Quel(s) pays pourrai(en)t, concrètement, s’interposer dans un tel affrontement entre deux pays de l’OTAN ? Il est peu probable que l’Union européenne prenne à son compte ce différend. Ni l’Allemagne se dressant derrière la Turquie ni la France appuyant la Grèce, ne pourraient diriger une action conjointe, car l’Union serait déjà divisée avant d’entrer en négociation. De leur côté, les États-Unis et le Royaume-Uni pourraient donner une priorité au partenaire turc, mais sous quel prétexte ? Celui de l’OTAN serait injuste pour un camp comme pour l’autre. Le cas de Chypre est donc symptomatique de la déconnexion du discours des alliés. De son côté, la Russie pourrait se tourner vers Ankara depuis que la République de Chypre a dévié le regard de Moscou avec la guerre en Ukraine. Le rôle de la Chine reste à débattre, mais pourrait s’aligner derrière son Partner in crime russe. La France pourrait jouer un rôle important et en saisir l’occasion du fait que les populations apprécient particulièrement le Président Emmanuel Macron depuis la présidence française de l’Union européenne. 

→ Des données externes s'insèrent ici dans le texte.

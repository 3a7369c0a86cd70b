use std::collections::BTreeMap;

use tracing::info;

use crate::domain::TaxId;
use crate::error::KiraError;
use crate::graph::{Container, NodeRef, NodeSet, Properties, RelationshipSet, Value, props};
use crate::parsers::{Parser, for_each_line, parse_error};
use crate::sources::gene_ontology::{ONTOLOGY_FILE, SOURCE_ID, annotation_file};
use crate::store::Store;

const TERM_PARSER: &str = "GeneOntologyParser";

/// GO terms and the term-to-term relations declared in `go-basic.obo`.
pub struct GeneOntologyParser {
    store: Store,
}

impl GeneOntologyParser {
    pub fn new(store: Store) -> Self {
        Self { store }
    }
}

#[derive(Default)]
struct TermStanza {
    line: usize,
    id: Option<String>,
    name: Option<String>,
    namespace: Option<String>,
    definition: Option<String>,
    obsolete: bool,
    is_a: Vec<String>,
    relations: Vec<(String, String)>,
}

impl Parser for GeneOntologyParser {
    fn name(&self) -> &str {
        TERM_PARSER
    }

    fn run(&self) -> Result<Container, KiraError> {
        let path = self.store.artifact(SOURCE_ID, ONTOLOGY_FILE)?;
        let mut terms = NodeSet::new("Term", "sid");
        let mut is_a = term_relationships("IS_A");
        let mut relations: BTreeMap<String, RelationshipSet> = BTreeMap::new();

        let mut current: Option<TermStanza> = None;
        let mut flush = |stanza: TermStanza| -> Result<(), KiraError> {
            let id = stanza
                .id
                .ok_or_else(|| parse_error(TERM_PARSER, stanza.line, "[Term] stanza without id"))?;
            let mut properties = props([("sid", Value::from(id.as_str()))]);
            if let Some(name) = stanza.name {
                properties.insert("name".to_string(), name.into());
            }
            if let Some(namespace) = stanza.namespace {
                properties.insert("namespace".to_string(), namespace.into());
            }
            if let Some(definition) = stanza.definition {
                properties.insert("definition".to_string(), definition.into());
            }
            properties.insert("obsolete".to_string(), stanza.obsolete.into());
            terms.add_node(properties)?;

            for parent in stanza.is_a {
                is_a.add_relationship(id.as_str(), parent, Properties::new());
            }
            for (rel_type, target) in stanza.relations {
                relations
                    .entry(rel_type.clone())
                    .or_insert_with(|| term_relationships(&rel_type))
                    .add_relationship(id.as_str(), target, Properties::new());
            }
            Ok(())
        };

        for_each_line(TERM_PARSER, &path, |line_no, line| {
            let line = line.trim();
            if line.starts_with('[') {
                if let Some(stanza) = current.take() {
                    flush(stanza)?;
                }
                if line == "[Term]" {
                    current = Some(TermStanza {
                        line: line_no,
                        ..TermStanza::default()
                    });
                }
                return Ok(());
            }
            let Some(stanza) = current.as_mut() else {
                return Ok(());
            };
            let Some((tag, value)) = line.split_once(':') else {
                return Ok(());
            };
            let value = value.trim();
            match tag {
                "id" => stanza.id = Some(value.to_string()),
                "name" => stanza.name = Some(value.to_string()),
                "namespace" => stanza.namespace = Some(value.to_string()),
                "def" => stanza.definition = Some(quoted_text(value).to_string()),
                "is_obsolete" => stanza.obsolete = value == "true",
                "is_a" => {
                    let parent = first_token(value)
                        .ok_or_else(|| parse_error(TERM_PARSER, line_no, "empty is_a"))?;
                    stanza.is_a.push(parent.to_string());
                }
                "relationship" => {
                    let mut parts = value.split_whitespace();
                    match (parts.next(), parts.next()) {
                        (Some(rel_type), Some(target)) => stanza
                            .relations
                            .push((rel_type.to_uppercase(), target.to_string())),
                        _ => {
                            return Err(parse_error(
                                TERM_PARSER,
                                line_no,
                                format!("malformed relationship: {value}"),
                            ));
                        }
                    }
                }
                _ => {}
            }
            Ok(())
        })?;
        if let Some(stanza) = current.take() {
            flush(stanza)?;
        }
        drop(flush);

        info!(terms = terms.len(), is_a = is_a.len(), "parsed gene ontology");
        let mut container = Container::new();
        container.add_nodeset(terms);
        container.add_relationshipset(is_a);
        for relationshipset in relations.into_values() {
            container.add_relationshipset(relationshipset);
        }
        Ok(container)
    }
}

fn term_relationships(rel_type: &str) -> RelationshipSet {
    RelationshipSet::new(
        rel_type,
        NodeRef::new("Term", "sid"),
        NodeRef::new("Term", "sid"),
    )
}

fn first_token(value: &str) -> Option<&str> {
    value.split_whitespace().next()
}

// `"text" [refs]` -> `text`
fn quoted_text(value: &str) -> &str {
    match value.strip_prefix('"') {
        Some(rest) => match rest.rfind("\" [") {
            Some(end) => &rest[..end],
            None => rest.trim_end_matches('"'),
        },
        None => value,
    }
}

/// Protein-to-term annotations for one organism from its GAF file.
pub struct GeneOntologyAssociationParser {
    store: Store,
    taxid: TaxId,
    name: String,
}

impl GeneOntologyAssociationParser {
    pub fn new(store: Store) -> Self {
        Self::with_store_and_taxid(store, TaxId::new(9606))
    }

    pub fn with_taxid(self, taxid: TaxId) -> Self {
        Self::with_store_and_taxid(self.store, taxid)
    }

    fn with_store_and_taxid(store: Store, taxid: TaxId) -> Self {
        Self {
            store,
            taxid,
            name: format!("GeneOntologyAssociationParser[taxon:{taxid}]"),
        }
    }

    pub fn taxid(&self) -> TaxId {
        self.taxid
    }
}

// GAF 2.x columns.
const GAF_DB: usize = 0;
const GAF_OBJECT_ID: usize = 1;
const GAF_SYMBOL: usize = 2;
const GAF_QUALIFIER: usize = 3;
const GAF_GO_ID: usize = 4;
const GAF_REFERENCE: usize = 5;
const GAF_EVIDENCE: usize = 6;
const GAF_OBJECT_NAME: usize = 9;
const GAF_TAXON: usize = 12;
const GAF_ASSIGNED_BY: usize = 14;

impl Parser for GeneOntologyAssociationParser {
    fn name(&self) -> &str {
        &self.name
    }

    fn run(&self) -> Result<Container, KiraError> {
        let path = self.store.artifact(SOURCE_ID, &annotation_file(self.taxid)?)?;
        let taxon = format!("taxon:{}", self.taxid);

        let mut proteins = NodeSet::new("Protein", "sid");
        let mut associations = RelationshipSet::new(
            "HAS_GO_ASSOCIATION",
            NodeRef::new("Protein", "sid"),
            NodeRef::new("Term", "sid"),
        );
        let mut in_taxon = RelationshipSet::new(
            "IN_TAXON",
            NodeRef::new("Protein", "sid"),
            NodeRef::new("Taxon", "sid"),
        );

        for_each_line(&self.name, &path, |line_no, line| {
            if line.is_empty() || line.starts_with('!') {
                return Ok(());
            }
            let cols: Vec<&str> = line.split('\t').collect();
            if cols.len() <= GAF_TAXON {
                return Err(parse_error(
                    &self.name,
                    line_no,
                    format!("expected at least {} columns, found {}", GAF_TAXON + 1, cols.len()),
                ));
            }
            if cols[GAF_DB] != "UniProtKB" {
                return Ok(());
            }
            let primary_taxon = cols[GAF_TAXON].split('|').next().unwrap_or_default();
            if primary_taxon != taxon {
                return Ok(());
            }

            let accession = cols[GAF_OBJECT_ID];
            let key = accession.into();
            if !proteins.contains_key(&key) {
                proteins.add_node(props([
                    ("sid", Value::from(accession)),
                    ("symbol", Value::from(cols[GAF_SYMBOL])),
                    ("name", Value::from(cols[GAF_OBJECT_NAME])),
                    ("taxid", Value::from(self.taxid.get())),
                ]))?;
                in_taxon.add_relationship(accession, self.taxid.get(), Properties::new());
            }

            let mut properties = props([
                ("qualifier", cols[GAF_QUALIFIER]),
                ("reference", cols[GAF_REFERENCE]),
                ("evidence", cols[GAF_EVIDENCE]),
            ]);
            if let Some(assigned_by) = cols.get(GAF_ASSIGNED_BY) {
                properties.insert("assigned_by".to_string(), Value::from(*assigned_by));
            }
            associations.add_relationship(accession, cols[GAF_GO_ID], properties);
            Ok(())
        })?;

        info!(
            taxid = %self.taxid,
            proteins = proteins.len(),
            associations = associations.len(),
            "parsed GO annotations"
        );
        let mut container = Container::new();
        container.add_nodeset(proteins);
        container.add_relationshipset(associations);
        container.add_relationshipset(in_taxon);
        Ok(container)
    }
}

Toutefois, la question de Chypre reste profondément ignorée, mal maîtrisée, et les conseils politiques ne vont pas dans le sens d’une réunification pacifique. Aujourd’hui, Chypre reprend les sentiers de 1960 et de 1974 sans laisser apparaître exactement ce vers quoi elle tend.

1 Il s’agit d’une politique de domination qui consiste à générer des dissensions entre plusieurs groupes politiques pour éviter qu’ils fassent front commun envers un occupant. 

2 En écho ici au texte de Brendan O’Malley et Ian Craig, The Cyprus Conspiracy : America, Espionage and the Turkish Invasion (2001).

3 Mathieu PETITHOMME, Un Mur et des Hommes, 2016.

4 James KER-LINDSAY, The Cyprus problem, 2011.

5 On entend ici realpolitik au sens définit par RATZEL et KJELEN, c’est-à-dire une politique internationale de rapport de force, axée sur une compétition dans laquelle le plus fort domine, impose et s’agrandit.